News Alert: Pasadena Trash Hauling Rates to Increase by 21% to 63%!

Industry News,

At the May 13th Pasadena City Council meeting, the Council unanimously voted in favor of increasing trash hauling rates for commercial customers by 21% to 63% starting on July 1st. Additional increases will occur every year through July 1, 2028. Unfortunately, for the City’s rental housing providers, this latest and future increases can never be made up due to the passage of extreme rent control regulation, Measure H.

The higher trash hauling rates are intended to pay for increased recycling costs, the anticipated closure of Scholl Canyon Landfill (resulting in longer hauling time to a farther landfill), funding of a reserve fund at 25% of fees, and transitioning trash hauling trucks from gasoline to Zero Emission Vehicles (ZEV).
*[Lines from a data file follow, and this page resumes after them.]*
//! CLI definition and command handling

pub mod commands;
pub mod output;

use std::path::{Path, PathBuf};

use clap::{Args, Parser, Subcommand};

use app_tester_core::config::load_config_or_default;
use app_tester_core::{DeviceModel, Devices, TesterConfig};

use commands::{
    CompletionsCommand, ConvertCommand, DevicesCommand, MergeCommand, RunCommand, SlackCommand,
    SplitCommand, StatusCommand, VariantsCommand,
};

/// app-tester - build, test and scan embedded applications across devices
#[derive(Debug, Parser)]
#[command(name = "app-tester")]
#[command(author, version, about, long_about = None)]
#[command(propagate_version = true)]
pub struct Cli {
    /// Enable verbose output
    #[arg(short, long, global = true)]
    pub verbose: bool,

    /// Suppress output except errors
    #[arg(short, long, global = true)]
    pub quiet: bool,

    /// Output format
    #[arg(long, global = true, default_value = "text")]
    pub format: OutputFormat,

    /// Working directory
    #[arg(short = 'C', long, global = true)]
    pub directory: Option<PathBuf>,

    /// Configuration file (default: nearest app-tester.toml / app-tester.yaml)
    #[arg(long, global = true, env = "APP_TESTER_CONFIG")]
    pub config: Option<PathBuf>,

    #[command(subcommand)]
    pub command: Commands,
}

/// Output format for CLI
#[derive(Debug, Clone, Copy, Default, PartialEq, Eq, clap::ValueEnum)]
pub enum OutputFormat {
    /// Human-readable text output
    #[default]
    Text,
    /// JSON output
    Json,
}

/// Available commands
#[derive(Debug, Subcommand)]
pub enum Commands {
    /// Clone, build, test and scan every application of an input list
    BuildAndTest(RunCommand),

    /// Split an input list into N files for parallel runs
    SplitInput(SplitCommand),

    /// Discover application variants from their Makefiles
    ListVariants(VariantsCommand),

    /// Render a result file as a Markdown table
    ConvertOutput(ConvertCommand),

    /// Union merge result files produced by parallel runs
    MergeOutput(MergeCommand),

    /// Fail when a result file records a failure
    StatusOutput(StatusCommand),

    /// Build the Slack summary payload of a result file
    SlackOutput(SlackCommand),

    /// Compute the device list for a CI event
    SelectDevices(DevicesCommand),

    /// Generate shell completions
    Completions(CompletionsCommand),
}

impl Cli {
    /// Execute the CLI command
    pub fn execute(self) -> anyhow::Result<()> {
        // Change to specified directory if provided
        if let Some(dir) = &self.directory {
            std::env::set_current_dir(dir)?;
        }

        match self.command {
            Commands::BuildAndTest(ref cmd) => cmd.execute(&self),
            Commands::SplitInput(ref cmd) => cmd.execute(&self),
            Commands::ListVariants(ref cmd) => cmd.execute(&self),
            Commands::ConvertOutput(ref cmd) => cmd.execute(&self),
            Commands::MergeOutput(ref cmd) => cmd.execute(&self),
            Commands::StatusOutput(ref cmd) => cmd.execute(&self),
            Commands::SlackOutput(ref cmd) => cmd.execute(&self),
            Commands::SelectDevices(ref cmd) => cmd.execute(&self),
            Commands::Completions(ref cmd) => cmd.execute(&self),
        }
    }

    /// Configuration file settings for `dir`, or defaults
    pub fn load_config(&self, dir: &Path) -> anyhow::Result<TesterConfig> {
        let (config, path) = load_config_or_default(self.config.as_deref(), dir)?;
        if let Some(path) = path {
            tracing::debug!(path = %path.display(), "using config file");
        }
        Ok(config)
    }

    /// Whether human-readable messages should be printed
    pub fn show_text(&self) -> bool {
        !self.quiet && self.format == OutputFormat::Text
    }
}

/// Device selection flags shared by several commands
#[derive(Debug, Clone, Default, Args)]
pub struct DeviceArgs {
    /// Select every device
    #[arg(long)]
    pub all: bool,

    /// Select Nano S
    #[arg(long)]
    pub nanos: bool,

    /// Select Nano S Plus
    #[arg(long)]
    pub nanosp: bool,

    /// Select Nano X
    #[arg(long)]
    pub nanox: bool,

    /// Select Stax
    #[arg(long)]
    pub stax: bool,
}

impl DeviceArgs {
    /// Models selected by the flags
    pub fn models(&self) -> Vec<DeviceModel> {
        DeviceModel::ALL
            .into_iter()
            .filter(|m| {
                self.all
                    || match m {
                        DeviceModel::Nanos => self.nanos,
                        DeviceModel::Nanosp => self.nanosp,
                        DeviceModel::Nanox => self.nanox,
                        DeviceModel::Stax => self.stax,
                    }
            })
            .collect()
    }

    pub fn devices(&self) -> Devices {
        Devices::select(&self.models())
    }
}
While AAGLA agrees that costs go up over time, we strongly opposed such drastic increases coming at a time when few rental housing providers can afford them after years of statewide eviction moratoriums and large amounts of unpaid back rent. 
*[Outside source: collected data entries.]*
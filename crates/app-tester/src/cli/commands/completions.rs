//! completions command

use std::io::Write;
use std::path::PathBuf;

use clap::{Args, CommandFactory};
use clap_complete::{generate, Shell};

use crate::cli::{output, Cli};

const BIN_NAME: &str = "app-tester";

/// Generate shell completions
#[derive(Debug, Args)]
pub struct CompletionsCommand {
    /// Target shell
    #[arg(value_enum)]
    pub shell: Shell,

    /// Write the script to a file instead of stdout
    #[arg(short, long)]
    pub output: Option<PathBuf>,
}

impl CompletionsCommand {
    pub fn execute(&self, cli: &Cli) -> anyhow::Result<()> {
        tracing::debug!(shell = %self.shell, "generating completions");

        let Some(path) = &self.output else {
            write_script(self.shell, &mut std::io::stdout());
            return Ok(());
        };

        let mut file = std::fs::File::create(path)?;
        write_script(self.shell, &mut file);
        if cli.show_text() {
            output::success(&format!(
                "{} completions written to {}",
                self.shell,
                output::path_style().apply_to(path.display())
            ));
        }
        Ok(())
    }
}

fn write_script(shell: Shell, out: &mut dyn Write) {
    generate(shell, &mut Cli::command(), BIN_NAME, out);
}

#[cfg(test)]
mod tests {
    use super::*;

    #[test]
    fn test_script_mentions_subcommands() {
        let mut buf = Vec::new();
        write_script(Shell::Bash, &mut buf);
        let script = String::from_utf8(buf).unwrap();
        assert!(script.contains("build-and-test"));
        assert!(script.contains("merge-output"));
    }
}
AAGLA attended and spoke at the City Council meeting urging the Council to delay funding the reserve fund and ZEV transition for a few years to allow mom-and-pop owners to recover from the severe financial burden placed upon them during COVID-19. This on top of the financial hardships associated with the new rent caps imposed by Measure H that do not allow rental housing providers to even keep up with the full rate of inflation (as the cap is currently only 75% of the Consumer Price Index). Had the City Council been willing to exclude funding the reserve fund at 25% and agreed to delay the SEV transition, those two line items would have significantly reduced the rate increases needed this year and over the next few years.  Unfortunately, AAGLA was only one of two speakers that turned out for the meeting and our requests were unheeded by the Council.
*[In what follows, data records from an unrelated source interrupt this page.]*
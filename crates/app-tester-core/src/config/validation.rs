//! Configuration validation

use tracing::debug;

use crate::error::{ConfigError, Result};

use super::types::TesterConfig;

/// Validate configuration
pub fn validate_config(config: &TesterConfig) -> Result<()> {
    debug!("validating configuration");

    require_non_empty("sdk.url", &config.sdk.url)?;
    require_non_empty("sdk.name", &config.sdk.name)?;

    if config.workdir.as_os_str().is_empty() {
        return Err(ConfigError::InvalidValue {
            field: "workdir".to_string(),
            message: "workdir cannot be empty".to_string(),
        }
        .into());
    }

    debug!("configuration validation passed");
    Ok(())
}

fn require_non_empty(field: &str, value: &str) -> Result<()> {
    if value.trim().is_empty() {
        return Err(ConfigError::InvalidValue {
            field: field.to_string(),
            message: format!("{field} cannot be empty"),
        }
        .into());
    }
    Ok(())
}
//! Variant discovery
//!
//! Applications declare their variants through the SDK's `listvariants`
//! Makefile target, which prints a line of the form
//! `VARIANTS <PARAM> <variant>...`.

use std::path::Path;

use serde_json::{Map, Value};
use tracing::{info, warn};

use crate::device::DeviceModel;
use crate::error::{Result, VariantError};
use crate::runner::CommandRunner;

/// Variant parameter and values declared by an application Makefile
#[derive(Debug, Clone, PartialEq, Eq)]
pub struct VariantInfo {
    pub param: String,
    pub variants: Vec<String>,
}

/// Command listing the variants for a device
pub fn listvariants_command(model: DeviceModel) -> String {
    format!("make BOLOS_SDK={} listvariants", model.sdk_env_var())
}

/// Extract the variant declaration from `make listvariants` output.
/// Makefile chatter before the `VARIANTS` marker is ignored.
pub fn parse_listvariants(output: &str) -> Result<VariantInfo> {
    let (_, rest) = output
        .split_once("VARIANTS ")
        .ok_or_else(|| VariantError::Missing(output.trim().to_string()))?;

    let line = rest.lines().next().unwrap_or_default();
    let mut tokens = line.split_whitespace().map(str::to_string);

    let param = tokens
        .next()
        .ok_or_else(|| VariantError::Missing(output.trim().to_string()))?;
    let variants: Vec<String> = tokens.collect();
    if variants.is_empty() {
        return Err(VariantError::Empty(param).into());
    }

    Ok(VariantInfo { param, variants })
}

/// Run `listvariants` for one device in `build_path`
pub async fn discover_variants(
    runner: &dyn CommandRunner,
    model: DeviceModel,
    build_path: &Path,
) -> Result<VariantInfo> {
    let outcome = runner
        .run(&listvariants_command(model), build_path, true)
        .await?;
    if !outcome.is_success() {
        return Err(VariantError::Missing(outcome.output.trim().to_string()).into());
    }
    parse_listvariants(&outcome.output)
}

/// Build the `{name, variant_param, variants_<device>...}` fragment for one
/// application. Devices whose discovery fails are left out.
pub async fn variant_fragment(
    runner: &dyn CommandRunner,
    name: &str,
    build_path: &Path,
) -> Map<String, Value> {
    info!(app = name, "generating variants");

    let mut fragment = Map::new();
    fragment.insert("name".to_string(), Value::from(name));

    for model in DeviceModel::ALL {
        match discover_variants(runner, model, build_path).await {
            Ok(info) => {
                fragment.insert("variant_param".to_string(), Value::from(info.param));
                fragment.insert(format!("variants_{model}"), Value::from(info.variants));
            }
            Err(e) => {
                warn!(app = name, device = %model, error = %e, "skipping variant generation");
            }
        }
    }

    fragment
}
Council Members Tyron Hampton and Justin Jones asked pertinent questions as to how these huge rate increases would impact residents. Unfortunately, the Department of Public Works only provided generic responses by reporting that rates had not been increased for several years.  While the Council reviewed a total of 5 different rate options, including no changes to existing rates, the Department of Public Works staff proposal was to adopt the option with the HIGHEST rate increase and Mayor Victor Gordo supported it saying, “we don’t have a choice but to act.”  Council Member Gene Matsuda made a motion to accept the staff’s recommendation, which was seconded by Council Member Felicia Williams and the rate increased passed unanimously.


This article is for informational purposes only. If you have any questions regarding your property or specific tenancies and the requirements of any local law changes described herein, please consult with an attorney.